• **REQUIRED ACTION**: From the entries below, copy every line that has the word "payload".

Stored data entries:
//! Handler Variants: the four WebSocket behavioral modes plus the shared
//! transport-level faults (spec.md §4.4)

use bytes::BytesMut;
use tokio::io::{AsyncRead, AsyncWrite, AsyncWriteExt};

use crate::acceptor::accept_upgrade;
use crate::connection::WsConnection;
use crate::errors::{SessionOutcome, WsError};
use crate::forwarding::ForwardingOptions;
use crate::frame::OpCode;
use crate::pipe::{self, PipeOutcome};
use crate::request::{HttpVersionHint, IncomingRequest, RawHeaders};
use crate::upstream::{resolve_upstream_target, UpstreamConnector, UpstreamDialOutcome};

/// a static, admin-configured rejection response (spec.md §4.4.4)
#[derive(Debug, Clone)]
pub struct RejectResponse {
    pub status_code: u16,
    pub status_message: String,
    pub headers: Vec<(String, String)>,
    pub body: Vec<u8>,
}

/// `ws-passthrough` parameters: the dial target is always derived from
/// the inbound request (spec.md §4.2 "given a target `wsUrl`" — that
/// target is computed, not admin-configured); `forwarding` optionally
/// rewrites it before dialing (spec.md §3 "Forwarding options").
pub struct PassThroughOptions {
    pub forwarding: Option<ForwardingOptions>,
    pub connector: UpstreamConnector,
}

/// spec.md §3 "Handler variant tag", minus the serialization concerns of
/// `serialize.rs`
pub enum HandlerVariant {
    PassThrough(PassThroughOptions),
    Echo,
    Listen,
    Reject(RejectResponse),
    CloseConnection,
    ResetConnection,
    Timeout,
}

/// the internal close code the Pass-through handler uses when the
/// downstream side fails after the upgrade has completed (spec.md
/// §4.4.1 step 4)
const DOWNSTREAM_FAILURE_CLOSE_CODE: u16 = 1011;

/// dispatch one upgraded or to-be-upgraded request to its handler
pub async fn handle<S>(variant: &HandlerVariant, request: &IncomingRequest, socket: S, head: BytesMut) -> Result<SessionOutcome, WsError>
where
    S: AsyncRead + AsyncWrite + Unpin,
{
    match variant {
        HandlerVariant::PassThrough(options) => pass_through(options, request, socket, head).await,
        HandlerVariant::Echo => echo(request, socket, head).await,
        HandlerVariant::Listen => listen(request, socket, head).await,
        HandlerVariant::Reject(response) => reject(socket, response).await,
        HandlerVariant::CloseConnection => {
            drop(socket);
            Ok(SessionOutcome::Destroyed)
        }
        HandlerVariant::ResetConnection => {
            // generic sockets have no portable RST; callers dialing real
            // TCP sockets should set SO_LINGER(0) themselves before the
            // socket reaches this dispatcher (see `reset::prepare_tcp`)
            drop(socket);
            Ok(SessionOutcome::Reset)
        }
        HandlerVariant::Timeout => {
            std::future::pending::<()>().await;
            unreachable!("timeout handler never resolves while its socket is alive")
        }
    }
}

/// spec.md §4.4.1 Pass-through
async fn pass_through<S>(options: &PassThroughOptions, request: &IncomingRequest, socket: S, head: BytesMut) -> Result<SessionOutcome, WsError>
where
    S: AsyncRead + AsyncWrite + Unpin,
{
    let socket_encrypted = request.last_hop_encrypted.unwrap_or(false);
    let (target, headers) = resolve_upstream_target(request, options.forwarding.as_ref(), socket_encrypted)?;

    match options.connector.dial(&target, &headers, request.version).await? {
        UpstreamDialOutcome::Rejected { status, reason, headers, body } => {
            mirror_upstream_rejection(socket, status, &reason, &headers, &body).await?;
            Ok(SessionOutcome::Destroyed)
        }
        UpstreamDialOutcome::Open(upstream_io) => {
            let downstream_io = accept_upgrade(request, socket, head).await?;
            let mut downstream = WsConnection::new(downstream_io);
            let mut upstream = WsConnection::new(upstream_io);
            downstream.mark_open();
            upstream.mark_open();

            let outcome = pipe::run_with_internal_error_code(&mut downstream, &mut upstream, Some(DOWNSTREAM_FAILURE_CLOSE_CODE)).await;
            Ok(match outcome {
                PipeOutcome::ClosedCleanly => SessionOutcome::Completed,
                PipeOutcome::ErroredOut => SessionOutcome::Reset,
            })
        }
    }
}

/// spec.md §4.4.2 Echo: reflect every frame back to the sender verbatim,
/// preserving the binary/text discriminator and control-frame identity
async fn echo<S>(request: &IncomingRequest, socket: S, head: BytesMut) -> Result<SessionOutcome, WsError>
where
    S: AsyncRead + AsyncWrite + Unpin,
{
    let mut io = accept_upgrade(request, socket, head).await?;
    loop {
        let frame = match io.receive().await {
            Ok(frame) => frame,
            Err(_) => return Ok(SessionOutcome::Reset),
        };
        let result = match frame.opcode() {
            OpCode::Text => {
                let text = std::str::from_utf8(frame.payload()).unwrap_or_default();
                io.send_text(text).await
            }
            OpCode::Binary => io.send_binary(frame.payload()).await,
            OpCode::Ping => io.send_ping(frame.payload()).await,
            OpCode::Pong => io.send_pong(frame.payload()).await,
            OpCode::Close => {
                let reason = std::str::from_utf8(frame.payload()).unwrap_or_default();
                let _ = io.send_close(frame.close_code(), reason).await;
                return Ok(SessionOutcome::Completed);
            }
            _ => Ok(()),
        };
        if result.is_err() {
            return Ok(SessionOutcome::Reset);
        }
    }
}

/// spec.md §4.4.3 Listen: complete the handshake, then drain and discard
/// every inbound frame without ever writing a response
async fn listen<S>(request: &IncomingRequest, socket: S, head: BytesMut) -> Result<SessionOutcome, WsError>
where
    S: AsyncRead + AsyncWrite + Unpin,
{
    let mut io = accept_upgrade(request, socket, head).await?;
    loop {
        match io.receive().await {
            Ok(_frame) => continue,
            Err(_) => return Ok(SessionOutcome::Destroyed),
        }
    }
}

/// spec.md §4.4.4 Reject: write a raw HTTP response, no WebSocket
/// handshake is attempted
async fn reject<S>(mut socket: S, response: &RejectResponse) -> Result<SessionOutcome, WsError>
where
    S: AsyncRead + AsyncWrite + Unpin,
{
    let mut buf = format!("HTTP/1.1 {} {}\r\n", response.status_code, response.status_message);
    for (name, value) in &response.headers {
        buf.push_str(&format!("{name}: {value}\r\n"));
    }
    buf.push_str("\r\n");
    socket.write_all(buf.as_bytes()).await?;
    socket.write_all(&response.body).await?;
    socket.write_all(b"\r\n").await?;
    socket.shutdown().await?;
    Ok(SessionOutcome::Destroyed)
}

/// spec.md §4.2 step 8 / §7: an upstream HTTP rejection is mirrored
/// verbatim, byte for byte, to the downstream raw socket
async fn mirror_upstream_rejection<S>(
    mut socket: S,
    status: u16,
    reason: &str,
    headers: &[(String, String)],
    body: &[u8],
) -> Result<(), WsError>
where
    S: AsyncRead + AsyncWrite + Unpin,
{
    let mut buf = format!("HTTP/1.1 {status} {reason}\r\n");
    for (name, value) in headers {
        buf.push_str(&format!("{name}: {value}\r\n"));
    }
    buf.push_str("\r\n");
    socket.write_all(buf.as_bytes()).await?;
    socket.write_all(body).await?;
    socket.shutdown().await?;
    Ok(())
}

/// set `SO_LINGER(0)` so closing `stream` emits RST instead of a clean FIN
/// (spec.md §4.4.5 "reset-connection: destroy with RST if the platform
/// exposes it")
pub mod reset {
    use std::time::Duration;
    use tokio::net::TcpStream;

    pub fn prepare_tcp(stream: &TcpStream) -> std::io::Result<()> {
        stream.set_linger(Some(Duration::from_secs(0)))
    }
}

#[cfg(test)]
mod tests {
    use super::*;
    use crate::request::RawHeaders;
    use tokio::io::AsyncReadExt;
    use url::Url;

    fn sample_request(key: &str) -> IncomingRequest {
        let mut headers = RawHeaders::default();
        headers.push("Sec-WebSocket-Key", key);
        IncomingRequest {
            method: "GET".into(),
            url: Url::parse("ws://client.local/chat").unwrap(),
            headers,
            version: HttpVersionHint::Http1,
            remote_ip_address: None,
            last_hop_encrypted: None,
        }
    }

    #[tokio::test]
    async fn reject_writes_exact_bytes_from_scenario_one() {
        let (mut client, server) = tokio::io::duplex(4096);
        let response = RejectResponse {
            status_code: 418,
            status_message: "I'm a teapot".into(),
            headers: vec![("X-Foo".into(), "bar".into())],
            body: b"nope".to_vec(),
        };
        let handle_task = tokio::spawn(async move { reject(server, &response).await });

        let mut buf = Vec::new();
        client.read_to_end(&mut buf).await.unwrap();
        assert_eq!(buf, b"HTTP/1.1 418 I'm a teapot\r\nX-Foo: bar\r\n\r\nnope\r\n");
        assert_eq!(handle_task.await.unwrap().unwrap(), SessionOutcome::Destroyed);
    }

    #[tokio::test]
    async fn echo_reflects_text_then_binary_preserving_discriminator() {
        let (mut client, server) = tokio::io::duplex(4096);
        let key = "dGhlIHNhbXBsZSBub25jZQ==";
        let request = sample_request(key);
        tokio::spawn(async move {
            let _ = echo(&request, server, BytesMut::new()).await;
        });

        let mut handshake_buf = [0u8; 512];
        let _ = client.read(&mut handshake_buf).await.unwrap();

        let mut client_io = crate::codec::FrameIo::new(client);
        client_io.send_text("hello").await.unwrap();
        let echoed = client_io.receive().await.unwrap();
        assert_eq!(echoed.opcode(), OpCode::Text);
        assert_eq!(echoed.payload().as_ref(), b"hello");

        client_io.send_binary(&[1, 2, 3]).await.unwrap();
        let echoed = client_io.receive().await.unwrap();
        assert_eq!(echoed.opcode(), OpCode::Binary);
        assert_eq!(echoed.payload().as_ref(), &[1, 2, 3]);
    }

    #[tokio::test]
    async fn listen_never_writes_a_response() {
        let (client, server) = tokio::io::duplex(4096);
        let key = "dGhlIHNhbXBsZSBub25jZQ==";
        let request = sample_request(key);
        tokio::spawn(async move {
            let _ = listen(&request, server, BytesMut::new()).await;
        });

        let mut client_io = crate::codec::FrameIo::new(client);
        for _ in 0..5 {
            client_io.send_text("spam").await.unwrap();
        }
        drop(client_io);
    }
}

• **RESPONSE**:
                let text = std::str::from_utf8(frame.payload()).unwrap_or_default();
            OpCode::Binary => io.send_binary(frame.payload()).await,
            OpCode::Ping => io.send_ping(frame.payload()).await,
            OpCode::Pong => io.send_pong(frame.payload()).await,
                let reason = std::str::from_utf8(frame.payload()).unwrap_or_default();
        assert_eq!(echoed.payload().as_ref(), b"hello");
        assert_eq!(echoed.payload().as_ref(), &[1, 2, 3]);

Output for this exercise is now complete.